Courtesy Kaboompics // Karolina

Changing V-Day to Me-Day

By Kendrah Villiesse

As department stores’ decor become engrossed with red hearts and roses, consumers are reminded of the largest Hallmark holiday of the year, Valentine’s Day: The day when your significant other has the opportunity to shower you with extra love and chocolates. For single folks, it’s sometimes considered “Singles Awareness Day,” when they loathe relationships and wait for the chocolates to go on sale.

In TV and film, being single on Valentines Day is portrayed as a miserable experience, during which single people eat tubs of ice cream in pajamas and cry over a romantic movie. However, it’s rare to encounter non-fictional people who spend the day sulking in front of the TV, watching “The Notebook” with a pint of Ben and Jerry’s because they don’t have a significant other on Valentine’s Day.

Despite society’s perception that only singles are depressed on Valentine’s Day, the numbers tell a different story. Forty percent of people both in relationships and single are unhappy on Valentine’s Day, according to a February 2011 Psychology Today survey.

Advertisements, movies and TV shows give an illusion of what Valentine’s Day should look like and how people are supposed to act during it.
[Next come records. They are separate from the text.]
//! The discovery & listener engine: one-shot bring-up that walks the
//! cluster once, builds the address map, and starts an accept loop per
//! cluster node.

use std::io::Write;
use std::net::{IpAddr, SocketAddr};
use std::sync::Arc;
use std::time::Duration;

use ahash::AHashSet;
use anyhow::{Context, Result};
use bytes::BytesMut;
use codec::topology::{self, NodeEntry, SlotEntry};
use codec::{Frame, read_frame, write_frame};
use service::forwarder;
use service::{AddressMap, BufferPool, HostAddress, PortCounter, RewriteSet};
use tokio::net::{TcpListener, TcpStream};
use tokio::sync::watch;
use tokio::task::JoinHandle;

use crate::config::Config;

const SEED_RETRY_ATTEMPTS: usize = 30;
const SEED_RETRY_DELAY: Duration = Duration::from_secs(2);

/// A running proxy: the populated address map plus the accept loops
/// bound to it. `status` reports the current mapping; `stop` closes
/// every listener and waits for its accept loop to unwind.
pub struct Engine {
    address_map: Arc<AddressMap>,
    stop_tx: watch::Sender<bool>,
    accept_tasks: Vec<JoinHandle<()>>,
}

impl Engine {
    /// Writes one line per mapping, ordered by local port ascending:
    /// `Listening on: <localPort> proxy to: <remoteHost>:<remotePort>`.
    pub fn status(&self, mut writer: impl Write) -> std::io::Result<()> {
        for (local_port, remote) in self.address_map.snapshot_local_to_remote() {
            writeln!(writer, "Listening on: {local_port} proxy to: {remote}")?;
        }

        Ok(())
    }

    /// Closes every listener. Forwarders already in flight unwind on
    /// their next I/O; this only waits for the accept loops themselves.
    pub async fn stop(self) {
        let _ = self.stop_tx.send(true);

        for task in self.accept_tasks {
            let _ = task.await;
        }
    }
}

/// Runs discovery once and brings up one listener per distinct cluster
/// node. Fails the whole engine (no listeners opened) if discovery,
/// topology decoding, or any bind fails.
pub async fn start(config: Arc<Config>) -> Result<Engine> {
    let seed_addr = resolve_seed(&config.cluster.seed).await?;
    let mut seed_conn = dial_with_retry(seed_addr, SEED_RETRY_ATTEMPTS, SEED_RETRY_DELAY).await?;

    let mut scratch = BytesMut::with_capacity(config.runtime.buffer_byte_size);

    write_frame(&mut seed_conn, &Frame::command(&["CLUSTER", "slots"]))
        .await
        .context("writing CLUSTER slots to seed")?;
    let slots_frame = read_frame(&mut seed_conn, &mut scratch)
        .await
        .context("reading CLUSTER slots reply")?;
    let slots_reply =
        topology::slots_from_frame(&slots_frame).context("decoding CLUSTER slots reply")?;

    write_frame(&mut seed_conn, &Frame::command(&["CLUSTER", "NODES"]))
        .await
        .context("writing CLUSTER NODES to seed")?;
    let nodes_frame = read_frame(&mut seed_conn, &mut scratch)
        .await
        .context("reading CLUSTER NODES reply")?;
    let nodes_reply =
        topology::nodes_from_frame(&nodes_frame).context("decoding CLUSTER NODES reply")?;

    drop(seed_conn);

    log::info!(
        "discovery: {} slot ranges, {} node records from seed {seed_addr}",
        slots_reply.len(),
        nodes_reply.len(),
    );

    let address_map = Arc::new(AddressMap::new());
    let port_counter = PortCounter::new(config.listen.port);
    let buffer_pool = Arc::new(BufferPool::new(
        config.runtime.number_of_buffers,
        config.runtime.buffer_byte_size,
    ));
    let rewrite_set = Arc::new(RewriteSet {
        slots_reply,
        nodes_reply,
    });

    let listeners = bind_listeners(
        &rewrite_set.slots_reply,
        &address_map,
        &port_counter,
        config.listen.host,
    )
    .await?;

    let (stop_tx, stop_rx) = watch::channel(false);
    let public_hostname: Arc<str> = Arc::from(config.cluster.public_hostname.as_str());

    let mut accept_tasks = Vec::with_capacity(listeners.len());
    for listener in listeners {
        let local_addr = listener.local_addr().context("reading listener address")?;

        accept_tasks.push(tokio::spawn(accept_loop(
            listener,
            local_addr,
            address_map.clone(),
            rewrite_set.clone(),
            buffer_pool.clone(),
            public_hostname.clone(),
            config.runtime.debug,
            stop_rx.clone(),
        )));
    }

    Ok(Engine {
        address_map,
        stop_tx,
        accept_tasks,
    })
}

async fn bind_listeners(
    slots_reply: &[SlotEntry],
    address_map: &AddressMap,
    port_counter: &PortCounter,
    listen_host: IpAddr,
) -> Result<Vec<TcpListener>> {
    let mut seen = AHashSet::new();
    let mut distinct_remotes = Vec::new();

    for slot in slots_reply {
        for server in &slot.servers {
            let remote = HostAddress::new(server.ip.clone(), server.port);
            if seen.insert(remote.clone()) {
                distinct_remotes.push(remote);
            }
        }
    }

    let mut listeners = Vec::with_capacity(distinct_remotes.len());

    for remote in distinct_remotes {
        if address_map.lookup_remote(&remote).is_some() {
            continue;
        }

        let local_port = port_counter
            .allocate()
            .context("allocating local port for cluster node")?;

        let bind_addr = SocketAddr::new(listen_host, local_port);
        let listener = TcpListener::bind(bind_addr)
            .await
            .with_context(|| format!("binding local listener on {bind_addr}"))?;

        let bound_port = listener
            .local_addr()
            .context("reading bound listener address")?
            .port();

        address_map.create(remote.clone(), bound_port);
        log::info!("bound local port {bound_port} -> {remote}");
        listeners.push(listener);
    }

    Ok(listeners)
}

/// Accepts connections on a single listener until `stop_rx` fires,
/// opening a fresh upstream connection and spawning a forwarder per
/// accepted client.
async fn accept_loop(
    listener: TcpListener,
    local_addr: SocketAddr,
    address_map: Arc<AddressMap>,
    rewrite_set: Arc<RewriteSet>,
    buffer_pool: Arc<BufferPool>,
    public_hostname: Arc<str>,
    debug: bool,
    mut stop_rx: watch::Receiver<bool>,
) {
    loop {
        tokio::select! {
            biased;
            _ = stop_rx.changed() => break,
            accepted = listener.accept() => {
                let (client, peer) = match accepted {
                    Ok(pair) => pair,
                    Err(err) => {
                        log::warn!("accept failed on {local_addr}: {err}");
                        continue;
                    }
                };

                let remote = match address_map.lookup_local(local_addr.port()) {
                    Some(remote) => remote,
                    None => {
                        log::error!("no upstream mapping for local port {}", local_addr.port());
                        continue;
                    }
                };

                let Some(buffer_a) = buffer_pool.acquire() else {
                    log::warn!("buffer pool exhausted, refusing connection from {peer}");
                    continue;
                };
                let Some(buffer_b) = buffer_pool.acquire() else {
                    log::warn!("buffer pool exhausted, refusing connection from {peer}");
                    buffer_pool.release(buffer_a);
                    continue;
                };

                let address_map = address_map.clone();
                let rewrite_set = rewrite_set.clone();
                let buffer_pool = buffer_pool.clone();
                let public_hostname = public_hostname.clone();
                let label = format!("{peer}->{remote}");

                tokio::spawn(async move {
                    log::info!("{label}: accepted");

                    let upstream = match TcpStream::connect((remote.host.as_str(), remote.port)).await {
                        Ok(stream) => stream,
                        Err(err) => {
                            log::warn!("{label}: upstream dial failed: {err}");
                            buffer_pool.release(buffer_a);
                            buffer_pool.release(buffer_b);
                            return;
                        }
                    };

                    let (ba, bb) = forwarder::run(
                        client,
                        upstream,
                        buffer_a,
                        buffer_b,
                        rewrite_set,
                        address_map,
                        public_hostname,
                        debug,
                        label,
                    )
                    .await;

                    buffer_pool.release(ba);
                    buffer_pool.release(bb);
                });
            }
        }
    }
}

async fn resolve_seed(seed: &str) -> Result<SocketAddr> {
    let address: HostAddress = seed.parse().context("parsing cluster seed address")?;

    if let Ok(ip) = address.host.parse::<IpAddr>() {
        return Ok(SocketAddr::new(ip, address.port));
    }

    let mut last_err = None;
    for attempt in 1..=SEED_RETRY_ATTEMPTS {
        match tokio::net::lookup_host((address.host.as_str(), address.port)).await {
            Ok(mut addrs) => {
                if let Some(addr) = addrs.next() {
                    return Ok(addr);
                }
                last_err = Some(anyhow::anyhow!(
                    "seed hostname {} resolved to no addresses",
                    address.host
                ));
            }
            Err(err) => {
                log::warn!(
                    "resolving cluster seed {} failed (attempt {attempt}/{SEED_RETRY_ATTEMPTS}): {err}",
                    address.host
                );
                last_err = Some(err.into());
            }
        }

        if attempt < SEED_RETRY_ATTEMPTS {
            tokio::time::sleep(SEED_RETRY_DELAY).await;
        }
    }

    Err(last_err.unwrap_or_else(|| anyhow::anyhow!("failed to resolve cluster seed {}", address.host)))
}

async fn dial_with_retry(addr: SocketAddr, attempts: usize, delay: Duration) -> Result<TcpStream> {
    let mut last_err = None;

    for attempt in 1..=attempts {
        match TcpStream::connect(addr).await {
            Ok(stream) => return Ok(stream),
            Err(err) => {
                log::warn!("dialing cluster seed {addr} failed (attempt {attempt}/{attempts}): {err}");
                last_err = Some(err);
            }
        }

        if attempt < attempts {
            tokio::time::sleep(delay).await;
        }
    }

    Err(anyhow::anyhow!(
        "failed to dial cluster seed {addr} after {attempts} attempts: {}",
        last_err.unwrap()
    ))
}

#[cfg(test)]
mod tests {
    use super::*;
    use std::sync::atomic::{AtomicUsize, Ordering};

    #[tokio::test]
    async fn dial_with_retry_succeeds_once_listener_comes_up() {
        let reserve = TcpListener::bind("127.0.0.1:0").await.unwrap();
        let addr = reserve.local_addr().unwrap();
        drop(reserve);

        tokio::spawn(async move {
            tokio::time::sleep(Duration::from_millis(60)).await;
            let listener = match TcpListener::bind(addr).await {
                Ok(listener) => listener,
                Err(_) => return,
            };
            let _ = listener.accept().await;
        });

        let stream = dial_with_retry(addr, 20, Duration::from_millis(20)).await;
        assert!(stream.is_ok());
    }

    #[tokio::test]
    async fn dial_with_retry_exhausts_and_fails() {
        let reserve = TcpListener::bind("127.0.0.1:0").await.unwrap();
        let addr = reserve.local_addr().unwrap();
        drop(reserve);

        let result = dial_with_retry(addr, 3, Duration::from_millis(5)).await;
        assert!(result.is_err());
    }

    #[tokio::test]
    async fn bind_listeners_skips_already_mapped_remotes() {
        let address_map = AddressMap::new();
        address_map.create(HostAddress::new("172.22.0.2", 7000), 9000);

        let counter = PortCounter::new(0);
        let slots = vec![SlotEntry {
            range_start: 0,
            range_end: 16383,
            servers: vec![codec::topology::ServerEntry {
                ip: "172.22.0.2".to_string(),
                port: 7000,
                id: "a".repeat(40),
            }],
        }];

        // already mapped, so the zero-value counter (which would
        // otherwise report exhaustion on the first call) is never consulted
        let listeners = bind_listeners(&slots, &address_map, &counter, "127.0.0.1".parse().unwrap())
            .await
            .unwrap();

        assert!(listeners.is_empty());
        assert_eq!(
            address_map.lookup_remote(&HostAddress::new("172.22.0.2", 7000)),
            Some(9000)
        );
    }

    #[tokio::test]
    async fn bind_listeners_allocates_a_distinct_port_per_remote() {
        let address_map = AddressMap::new();
        let counter = PortCounter::new(40000);
        let slots = vec![SlotEntry {
            range_start: 0,
            range_end: 16383,
            servers: vec![
                codec::topology::ServerEntry {
                    ip: "172.22.0.2".to_string(),
                    port: 7000,
                    id: "a".repeat(40),
                },
                codec::topology::ServerEntry {
                    ip: "172.22.0.2".to_string(),
                    port: 7001,
                    id: "b".repeat(40),
                },
            ],
        }];

        let listeners = bind_listeners(&slots, &address_map, &counter, "127.0.0.1".parse().unwrap())
            .await
            .unwrap();

        assert_eq!(listeners.len(), 2);
        assert!(address_map.lookup_remote(&HostAddress::new("172.22.0.2", 7000)).is_some());
        assert!(address_map.lookup_remote(&HostAddress::new("172.22.0.2", 7001)).is_some());

        let called = AtomicUsize::new(0);
        for listener in &listeners {
            called.fetch_add(listener.local_addr().is_ok() as usize, Ordering::Relaxed);
        }
        assert_eq!(called.load(Ordering::Relaxed), 2);
    }
}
Buying jewelry, chocolates and flowers along with a candlelit dinner is considered an expectation of Valentine’s Day. Consumers are expected to spend an average of $143.56 in celebration for the holiday, according to a Jan. 31 survey by The National Retail Federation with 7,277 participants.

The constant reminder of what is romantic for Valentine’s Day makes consumers believe that if the gestures are not as romantic and grand as they are on the screen, we should be upset.
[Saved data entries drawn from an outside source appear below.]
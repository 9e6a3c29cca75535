//! Bidirectional mapping between cluster-private addresses and the local
//! ports that front them.

use std::fmt;
use std::str::FromStr;

use ahash::AHashMap;
use parking_lot::RwLock;

/// A `host:port` pair. Canonical text form is `"host:port"`; equality and
/// hashing are structural, so this is safe to use as a map key.
#[derive(Debug, Clone, PartialEq, Eq, Hash)]
pub struct HostAddress {
    pub host: String,
    pub port: u16,
}

#[derive(Debug)]
pub struct AddressParseError(String);

impl std::error::Error for AddressParseError {}

impl fmt::Display for AddressParseError {
    fn fmt(&self, f: &mut fmt::Formatter<'_>) -> fmt::Result {
        write!(f, "malformed host:port address: {}", self.0)
    }
}

impl HostAddress {
    pub fn new(host: impl Into<String>, port: u16) -> Self {
        Self {
            host: host.into(),
            port,
        }
    }
}

impl fmt::Display for HostAddress {
    fn fmt(&self, f: &mut fmt::Formatter<'_>) -> fmt::Result {
        write!(f, "{}:{}", self.host, self.port)
    }
}

impl FromStr for HostAddress {
    type Err = AddressParseError;

    fn from_str(s: &str) -> Result<Self, Self::Err> {
        let (host, port) = s
            .rsplit_once(':')
            .ok_or_else(|| AddressParseError(s.to_string()))?;

        if host.is_empty() {
            return Err(AddressParseError(s.to_string()));
        }

        let port = port
            .parse::<u16>()
            .map_err(|_| AddressParseError(s.to_string()))?;

        Ok(HostAddress {
            host: host.to_string(),
            port,
        })
    }
}

#[derive(Default)]
struct Tables {
    local_to_remote: AHashMap<u16, HostAddress>,
    remote_to_local: AHashMap<HostAddress, u16>,
}

/// Two coupled mappings guarded by a single readers-writer lock: exact
/// inverses of one another, populated once during discovery and never
/// mutated or removed afterwards.
#[derive(Default)]
pub struct AddressMap {
    tables: RwLock<Tables>,
}

impl AddressMap {
    pub fn new() -> Self {
        Self::default()
    }

    /// Inserts `remote -> local` and `local -> remote` atomically. A
    /// second call for an already-present `remote` is idempotent: the
    /// first writer wins and the call is a no-op.
    pub fn create(&self, remote: HostAddress, local: u16) {
        let mut tables = self.tables.write();
        if tables.remote_to_local.contains_key(&remote) {
            return;
        }

        tables.local_to_remote.insert(local, remote.clone());
        tables.remote_to_local.insert(remote, local);
    }

    pub fn lookup_local(&self, local: u16) -> Option<HostAddress> {
        self.tables.read().local_to_remote.get(&local).cloned()
    }

    pub fn lookup_remote(&self, remote: &HostAddress) -> Option<u16> {
        self.tables.read().remote_to_local.get(remote).copied()
    }

    /// An independent copy of the whole local-port -> remote-address
    /// mapping, ordered by local port ascending, for `Status` reporting.
    pub fn snapshot_local_to_remote(&self) -> Vec<(u16, HostAddress)> {
        let tables = self.tables.read();
        let mut snapshot: Vec<(u16, HostAddress)> = tables
            .local_to_remote
            .iter()
            .map(|(port, addr)| (*port, addr.clone()))
            .collect();
        snapshot.sort_by_key(|(port, _)| *port);
        snapshot
    }
}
In 2,000 participant survey by First4Lawyers in Jan. 2016, 35 percent of singles reported being jealous of friends who are in relationship on Valentine’s Day. However, 34 percent of people in relationships surveyed they would rather be single on the holiday and believe it would be more fun.
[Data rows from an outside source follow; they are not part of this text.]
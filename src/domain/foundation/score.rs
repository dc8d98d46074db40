//! Score value object (0-100 scale, fractional).

use serde::{Deserialize, Serialize};
use std::fmt;

use super::ValidationError;

/// A normalized score between 0.0 and 100.0 inclusive.
///
/// Section and overall scores carry fractional precision because
/// eligibility is decided on an inclusive threshold (9.99 is below 10.0).
#[derive(Debug, Clone, Copy, PartialEq, PartialOrd, Serialize, Deserialize)]
#[serde(transparent)]
pub struct Score(f64);

impl Score {
    /// The zero score.
    pub const ZERO: Self = Self(0.0);

    /// The maximum score.
    pub const MAX: Self = Self(100.0);

    /// Creates a new Score, clamping to the valid range.
    pub fn new(value: f64) -> Self {
        Self(value.clamp(0.0, 100.0))
    }

    /// Creates a Score, returning error if out of range or not finite.
    pub fn try_new(value: f64) -> Result<Self, ValidationError> {
        if !value.is_finite() || !(0.0..=100.0).contains(&value) {
            return Err(ValidationError::out_of_range("score", 0.0, 100.0, value));
        }
        Ok(Self(value))
    }

    /// Returns the value as f64.
    pub fn value(&self) -> f64 {
        self.0
    }

    /// Returns true if this score meets the given inclusive threshold.
    pub fn meets(&self, threshold: f64) -> bool {
        self.0 >= threshold
    }
}

impl Default for Score {
    fn default() -> Self {
        Self::ZERO
    }
}

impl fmt::Display for Score {
    fn fmt(&self, f: &mut fmt::Formatter<'_>) -> fmt::Result {
        write!(f, "{:.2}", self.0)
    }
}
//! Branching conditions attached to questions.
//!
//! A condition gates a question's reachability on the answer to another
//! question. Conditions are admin-authored configuration and are validated
//! once at catalog load; evaluation against live answers lives in
//! `domain::branching`.

use serde::{Deserialize, Serialize};
use std::collections::BTreeSet;
use std::fmt;

use crate::domain::foundation::{QuestionCode, SectionCode};

use super::CatalogError;

/// Comparison applied between the referenced answer and `expected`.
#[derive(Debug, Clone, Copy, PartialEq, Eq, Hash, Serialize, Deserialize)]
#[serde(rename_all = "SCREAMING_SNAKE_CASE")]
pub enum ConditionOperator {
    Equals,
    NotEquals,
}

impl fmt::Display for ConditionOperator {
    fn fmt(&self, f: &mut fmt::Formatter<'_>) -> fmt::Result {
        let s = match self {
            ConditionOperator::Equals => "EQUALS",
            ConditionOperator::NotEquals => "NOT_EQUALS",
        };
        write!(f, "{}", s)
    }
}

/// A reachability predicate: `(question, operator, expected)`.
///
/// The referenced question must be answered for the predicate to hold at
/// all; NOT_EQUALS on an unanswered question is false, not true.
#[derive(Debug, Clone, PartialEq, Serialize, Deserialize)]
pub struct Condition {
    /// Code of the question whose answer is inspected.
    pub question: QuestionCode,
    pub operator: ConditionOperator,
    /// Expected value; compared case-sensitively against choice values,
    /// numerically against slider values.
    pub expected: String,
    /// Optional scope restricting the condition to one section's flow.
    #[serde(default, skip_serializing_if = "Option::is_none")]
    pub section: Option<SectionCode>,
}

impl Condition {
    /// Validates this condition against the set of known question codes.
    ///
    /// # Errors
    ///
    /// - `InvalidReference` if the referenced code is absent from `known`
    ///   or the condition references the question it is attached to
    pub fn validate(
        &self,
        owner: &QuestionCode,
        known: &BTreeSet<QuestionCode>,
    ) -> Result<(), CatalogError> {
        if &self.question == owner {
            return Err(CatalogError::InvalidReference {
                question: owner.clone(),
                referenced: self.question.clone(),
                reason: "condition references its own question".to_string(),
            });
        }
        if !known.contains(&self.question) {
            return Err(CatalogError::InvalidReference {
                question: owner.clone(),
                referenced: self.question.clone(),
                reason: "referenced question code does not exist".to_string(),
            });
        }
        Ok(())
    }
}
//! Instrument recommendation - an ordered decision table over score bands.
//!
//! Rules are evaluated top to bottom against the normalized RISK, IMPACT
//! and RETURN section scores; the first rule whose bands all hold wins.
//! The final rule has no bands and always matches.

use once_cell::sync::Lazy;

use crate::domain::catalog::{IMPACT, RETURN, RISK};
use crate::domain::foundation::{Score, SectionCode};

/// One banded constraint on a scoring dimension.
#[derive(Debug, Clone, Copy)]
pub enum Band {
    /// Dimension score strictly below the bound.
    Below(&'static str, f64),
    /// Dimension score strictly above the bound.
    Above(&'static str, f64),
}

impl Band {
    fn holds(&self, lookup: &dyn Fn(&str) -> f64) -> bool {
        match self {
            Band::Below(dimension, bound) => lookup(dimension) < *bound,
            Band::Above(dimension, bound) => lookup(dimension) > *bound,
        }
    }
}

/// One row of the decision table.
#[derive(Debug, Clone)]
pub struct InstrumentRule {
    pub label: &'static str,
    pub bands: Vec<Band>,
}

/// The built-in decision table, in evaluation order.
pub static INSTRUMENT_RULES: Lazy<Vec<InstrumentRule>> = Lazy::new(|| {
    vec![
        InstrumentRule {
            label: "Grant Funding",
            bands: vec![
                Band::Below(RISK, 10.0),
                Band::Above(IMPACT, 50.0),
                Band::Below(RETURN, 30.0),
            ],
        },
        InstrumentRule {
            label: "Commercial Debt with Impact Linked Financing",
            bands: vec![Band::Below(RISK, 30.0), Band::Above(RETURN, 50.0)],
        },
        InstrumentRule {
            label: "Equity Investment",
            bands: vec![Band::Above(RETURN, 70.0)],
        },
        InstrumentRule {
            label: "Mezzanine Financing",
            bands: vec![],
        },
    ]
});

/// Picks the instrument for a set of normalized section scores.
///
/// A dimension with no scored section counts as 0.0.
pub fn recommend(scores: &[(SectionCode, Score)]) -> &'static str {
    let lookup = |dimension: &str| -> f64 {
        scores
            .iter()
            .find(|(code, _)| code.as_str() == dimension)
            .map(|(_, score)| score.value())
            .unwrap_or(0.0)
    };

    INSTRUMENT_RULES
        .iter()
        .find(|rule| rule.bands.iter().all(|band| band.holds(&lookup)))
        .map(|rule| rule.label)
        // The table ends with a catch-all, so this is unreachable.
        .unwrap_or("Mezzanine Financing")
}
Though Valentine’s Day is emphasized by Hallmark to celebrate love with your significant other, it doesn’t mean you can’t celebrate the holiday alone.

Noticing the common, stereotypical theme of advertisements showing relationships for the romantic holiday, brands such as Victoria’s Secret have taken this opportunity and started to commercialize Valentine’s Day as a day for yourself, calling it “Me-Day.” This allows more consumers to cater to themselves and not just to their partner.

The only thing that needs to separate Valentine’s Day from any other day is how you choose to spend it—whether it’s with your significant other, with your friends or by yourself. There should not be a stereotype on how to spend the day successfully or what single individuals look like on Valentine’s Day.

People shouldn’t feel the need to give into the stereotype of sulking about being alone. Instead, whether you are in a relationship, you should use Valentine’s Day to celebrate self empowerment.